Hateka (Migration)
[2018] AATA 3402
•17 July 2018
Hateka (Migration) [2018] AATA 3402 (17 July 2018)
DECISION RECORD
DIVISION:Migration & Refugee Division
APPLICANT: Mr Sampson Kwasi Hateka
CASE NUMBER: 1707122
HOME AFFAIRS REFERENCE(S): BCC2016/3799030
MEMBER:Stephen Witts
DATE:17 July 2018
PLACE OF DECISION: Melbourne
DECISION:The Tribunal affirms the decision not to grant the applicant a Student (Temporary) (Class TU) visa.
Statement made on 17 July 2018 at 10:39am
CATCHWORDS
Migration – Student (Temporary) (Class TU) visa – Subclass 500 (Student) – Genuine temporary entrant – Family pressure to study previous course – an Australian relationship – Original purpose for visit – Visit for conference – Previous visa allowed short term study – Courses not consistent with current level of education – Relevance of proposed course – Decision under review affirmedLEGISLATION
Migration Act 1958 (Cth), ss 65, 499
Migration Regulations 1994 (Cth), Schedule 2 cl 500.212STATEMENT OF DECISION AND REASONS
APPLICATION FOR REVIEW
This is an application for review of a decision made by a delegate of the Minister for Immigration and Border Protection on 14 March 2017 to refuse to grant the applicant a Student (Temporary) (Class TU) visa under s.65 of the Migration Act 1958 (the Act).
The applicant applied for the visa on 13 November 2016. At the time of application, Class TU contained two subclasses: Subclass 500 (Student) and Subclass 590 (Student Guardian). The applicant applied for the visa to undertake study in Australia and does not claim to meet the criteria for a Subclass 590 (Student Guardian) visa.
The delegate in this case refused to grant the visa on the basis that the applicant did not satisfy the requirements of cl.500.212 of Schedule 2 to the Migration Regulations 1994 (the Regulations) because the delegate was not satisfied that the applicant genuinely intends to stay in Australia temporarily.

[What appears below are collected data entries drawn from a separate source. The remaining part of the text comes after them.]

use interphase_core::{
    ConfigError, EvaluationError, Phase, PhasePairKey, PhaseSet, ScalarField, field,
};

use super::{BlendingConfig, BlendingMethod};

/// Gives full weight to models whose continuous phase is a fixed phase.
#[derive(Debug, Clone, PartialEq, Eq)]
pub struct NoBlending {
    continuous_phase: String,
}

impl NoBlending {
    pub(super) fn from_config(
        config: &BlendingConfig,
        phases: &PhaseSet,
    ) -> Result<Self, ConfigError> {
        let continuous_phase =
            config
                .continuous_phase
                .clone()
                .ok_or_else(|| ConfigError::MissingCoefficient {
                    model: config.method.clone(),
                    coefficient: "continuous_phase".into(),
                })?;

        if !phases.contains(&continuous_phase) {
            return Err(ConfigError::UnknownPhase(continuous_phase));
        }

        Ok(Self { continuous_phase })
    }

    #[must_use]
    pub fn continuous_phase(&self) -> &str {
        &self.continuous_phase
    }
}

impl BlendingMethod for NoBlending {
    fn weight(
        &self,
        _dispersed: &Phase,
        continuous: &Phase,
    ) -> Result<ScalarField, EvaluationError> {
        let weight = if continuous.name() == self.continuous_phase {
            1.0
        } else {
            0.0
        };
        Ok(field::uniform(continuous.alpha().len(), weight))
    }

    fn check_pair(&self, pair: &PhasePairKey) -> Result<(), ConfigError> {
        if pair.contains(&self.continuous_phase) {
            Ok(())
        } else {
            Err(ConfigError::InvalidCoefficient {
                model: "none".into(),
                coefficient: "continuous_phase".into(),
                reason: "must be a phase of every pair it blends",
            })
        }
    }
}

#[cfg(test)]
mod tests {
    use super::*;

    use crate::blending::{select, tests::air_water};

    #[test]
    fn fixed_continuous_phase() -> Result<(), Box<dyn std::error::Error>> {
        let phases = air_water();
        let (air, water) = (phases.get("air")?, phases.get("water")?);

        let config = BlendingConfig::new("none").with_continuous_phase("water");
        let method = select(&config, &phases)?;

        assert_eq!(method.weight(air, water)?, field::uniform(3, 1.0));
        assert_eq!(method.weight(water, air)?, field::uniform(3, 0.0));

        Ok(())
    }

    #[test]
    fn continuous_phase_is_required() {
        let phases = air_water();

        assert!(matches!(
            select(&BlendingConfig::new("none"), &phases),
            Err(ConfigError::MissingCoefficient { .. })
        ));
        assert!(matches!(
            select(&BlendingConfig::new("none").with_continuous_phase("oil"), &phases),
            Err(ConfigError::UnknownPhase(name)) if name == "oil"
        ));
    }

    #[test]
    fn continuous_phase_must_belong_to_the_pair() -> Result<(), Box<dyn std::error::Error>> {
        let mut phases = air_water();
        let oil = *phases.get("water")?.properties();
        phases.insert("oil", oil)?;
        let method = select(&BlendingConfig::new("none").with_continuous_phase("water"), &phases)?;

        assert!(method.check_pair(&PhasePairKey::new("air", "water")?).is_ok());
        assert!(matches!(
            method.check_pair(&PhasePairKey::new("air", "oil")?),
            Err(ConfigError::InvalidCoefficient { coefficient, .. }) if coefficient == "continuous_phase"
        ));
        Ok(())
    }
}
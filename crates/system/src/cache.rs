use std::collections::HashMap;

use interphase_core::{EvaluationError, PhasePairKey, ScalarField, VectorField};
use once_cell::unsync::OnceCell;

use crate::per_phase::PerPhase;

/// Lazily computed values for every unordered pair of the phase set.
#[derive(Debug)]
pub(crate) struct PairCache<T> {
    cells: HashMap<PhasePairKey, OnceCell<T>>,
}

impl<T> PairCache<T> {
    fn new(pairs: &[PhasePairKey]) -> Self {
        Self {
            cells: pairs.iter().map(|key| (key.clone(), OnceCell::new())).collect(),
        }
    }

    /// # Errors
    ///
    /// Returns [`EvaluationError::UnknownPair`] if `key` is not a pair of the phase set.
    pub(crate) fn cell(&self, key: &PhasePairKey) -> Result<&OnceCell<T>, EvaluationError> {
        self.cells
            .get(key)
            .ok_or_else(|| EvaluationError::UnknownPair(key.to_string()))
    }

    fn clear(&mut self) {
        for cell in self.cells.values_mut() {
            cell.take();
        }
    }
}

/// Lazily computed values for every phase, by phase index.
#[derive(Debug)]
pub(crate) struct PhaseCache<T> {
    cells: Vec<OnceCell<T>>,
}

impl<T> PhaseCache<T> {
    fn new(n_phases: usize) -> Self {
        Self {
            cells: (0..n_phases).map(|_| OnceCell::new()).collect(),
        }
    }

    pub(crate) fn cell(&self, index: usize) -> &OnceCell<T> {
        &self.cells[index]
    }

    fn clear(&mut self) {
        for cell in &mut self.cells {
            cell.take();
        }
    }
}

/// Every derived field of one time step.
#[derive(Debug)]
pub(crate) struct Cache {
    pub(crate) drag: PairCache<ScalarField>,
    pub(crate) face_drag: PairCache<ScalarField>,
    pub(crate) virtual_mass: PairCache<ScalarField>,
    pub(crate) face_virtual_mass: PairCache<ScalarField>,
    pub(crate) combined_force: PairCache<VectorField>,
    pub(crate) combined_face_force: PairCache<ScalarField>,
    pub(crate) turbulent_diffusivity: PairCache<ScalarField>,

    pub(crate) phase_drag: PhaseCache<ScalarField>,
    pub(crate) phase_face_drag: PhaseCache<ScalarField>,
    pub(crate) phase_virtual_mass: PhaseCache<ScalarField>,
    pub(crate) phase_face_virtual_mass: PhaseCache<ScalarField>,

    pub(crate) forces: OnceCell<PerPhase<VectorField>>,
    pub(crate) face_forces: OnceCell<PerPhase<ScalarField>>,
}

impl Cache {
    pub(crate) fn new(pairs: &[PhasePairKey], n_phases: usize) -> Self {
        Self {
            drag: PairCache::new(pairs),
            face_drag: PairCache::new(pairs),
            virtual_mass: PairCache::new(pairs),
            face_virtual_mass: PairCache::new(pairs),
            combined_force: PairCache::new(pairs),
            combined_face_force: PairCache::new(pairs),
            turbulent_diffusivity: PairCache::new(pairs),
            phase_drag: PhaseCache::new(n_phases),
            phase_face_drag: PhaseCache::new(n_phases),
            phase_virtual_mass: PhaseCache::new(n_phases),
            phase_face_virtual_mass: PhaseCache::new(n_phases),
            forces: OnceCell::new(),
            face_forces: OnceCell::new(),
        }
    }

    /// Discards every cached value.
    pub(crate) fn clear(&mut self) {
        for pairs in [
            &mut self.drag,
            &mut self.face_drag,
            &mut self.virtual_mass,
            &mut self.face_virtual_mass,
            &mut self.combined_face_force,
            &mut self.turbulent_diffusivity,
        ] {
            pairs.clear();
        }
        self.combined_force.clear();

        for phases in [
            &mut self.phase_drag,
            &mut self.phase_face_drag,
            &mut self.phase_virtual_mass,
            &mut self.phase_face_virtual_mass,
        ] {
            phases.clear();
        }

        self.forces.take();
        self.face_forces.take();
    }
}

The applicant appeared before the Tribunal on 27 June 2018 to give evidence and present arguments.
The applicant was assisted in relation to the review by their registered migration agent.
For the following reasons, the Tribunal has concluded that the decision under review should be affirmed.
CONSIDERATION OF CLAIMS AND EVIDENCE
The criteria for a Subclass 500 (Student) visa are set out in Part 500 of Schedule 2 to the Regulations. The primary criteria in cl.500.211 to cl.500.218 must be satisfied by at least one applicant. Other members of the family unit, if any, who are applicants for the visa need only satisfy the secondary criteria. The issue in the present case is whether the applicant intends to stay in Australia temporarily.
Genuine applicant for entry and stay as a student (cl.500.212)
Clause 500.212 requires as follows:
The applicant is a genuine applicant for entry and stay as a student because:
(a)the applicant intends genuinely to stay in Australia temporarily, having regard to:
(i)the applicant’s circumstances; and
(ii)the applicant’s immigration history; and
(iii)if the applicant is a minor—the intentions of a parent, legal guardian or spouse of the applicant; and
(iv)any other relevant matter; and
(b)the applicant intends to comply with any conditions subject to which the visa is granted, having regard to:
(i)the applicant’s record of compliance with any condition of a visa previously held by the applicant (if any); and
(ii)the applicant’s stated intention to comply with any conditions to which the visa may be subject; and
(c)of any other relevant matter.
Does the applicant intend genuinely to stay in Australia temporarily?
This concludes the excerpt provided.